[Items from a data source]
════════

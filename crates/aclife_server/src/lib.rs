//! # aclife Server Core
//!
//! Password-proof authentication and calendar sync for aclife.
//!
//! This crate provides:
//! - SRP-6a registration and two-phase login ([`AuthService`])
//! - Access-token resolution ([`IdentityResolver`])
//! - Subscription gating backed by a billing source ([`SubscriptionGate`])
//! - Last-write-wins calendar save and sync ([`CalendarService`])
//! - A facade wiring them together behind per-route rate limits
//!   ([`AclifeServer`])
//!
//! # Collaborators
//!
//! Persistent storage, billing and push delivery are traits
//! ([`AccountStore`], [`SessionStore`], [`EventStore`], [`BillingSource`],
//! [`PushNotifier`]). [`MemoryStore`] implements the storage traits for
//! tests and local runs.
//!
//! # Errors
//!
//! Every operation returns [`ServerResult`]. Only
//! [`ServerError::public_message`] is meant for callers; authentication
//! failures share one message regardless of cause.
//!
//! # Deadlines
//!
//! Each request carries a [`Deadline`]. Storage, billing and protocol work
//! that outlives it fails with [`ServerError::Timeout`]; nothing is retried.

#![deny(unsafe_code)]
#![warn(missing_docs)]
#![warn(clippy::unwrap_used, clippy::expect_used, clippy::panic)]

pub mod auth;
mod billing;
mod calendar;
mod config;
mod deadline;
mod error;
mod identity;
mod push;
mod request;
mod server;
pub mod store;
mod subscription;

pub use aclife_ephemeral::RatePolicy;
pub use auth::client::{ClientError, ClientProof, KdfParams, LoginAttempt, PasswordProofClient};
pub use auth::{AuthService, LoginGrant, PendingLogin};
pub use billing::{BillingError, BillingSource, StaticBilling, ACTIVE_STATUS};
pub use calendar::{ApplySummary, CalendarService};
pub use config::{SecretKey, ServerConfig};
pub use deadline::Deadline;
pub use error::{AuthFailure, ServerError, ServerResult};
pub use identity::IdentityResolver;
pub use push::{LogNotifier, OriginClient, PushError, PushEvent, PushNotifier};
pub use request::{ClientKey, RequestContext, Route};
pub use server::{AclifeServer, Backends};
pub use store::{
    Account, AccountId, AccountStore, EventStore, EventTransaction, FailPoint, MemoryStore,
    NewAccount, SessionRecord, SessionStore, StoreError, StoreResult,
};
pub use subscription::SubscriptionGate;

════════

-- Task goal --
For the string "EventStore", search the preceding data and copy every line that includes it.

-- Response area --
//! ([`AccountStore`], [`SessionStore`], [`EventStore`], [`BillingSource`],
    Account, AccountId, AccountStore, EventStore, EventTransaction, FailPoint, MemoryStore,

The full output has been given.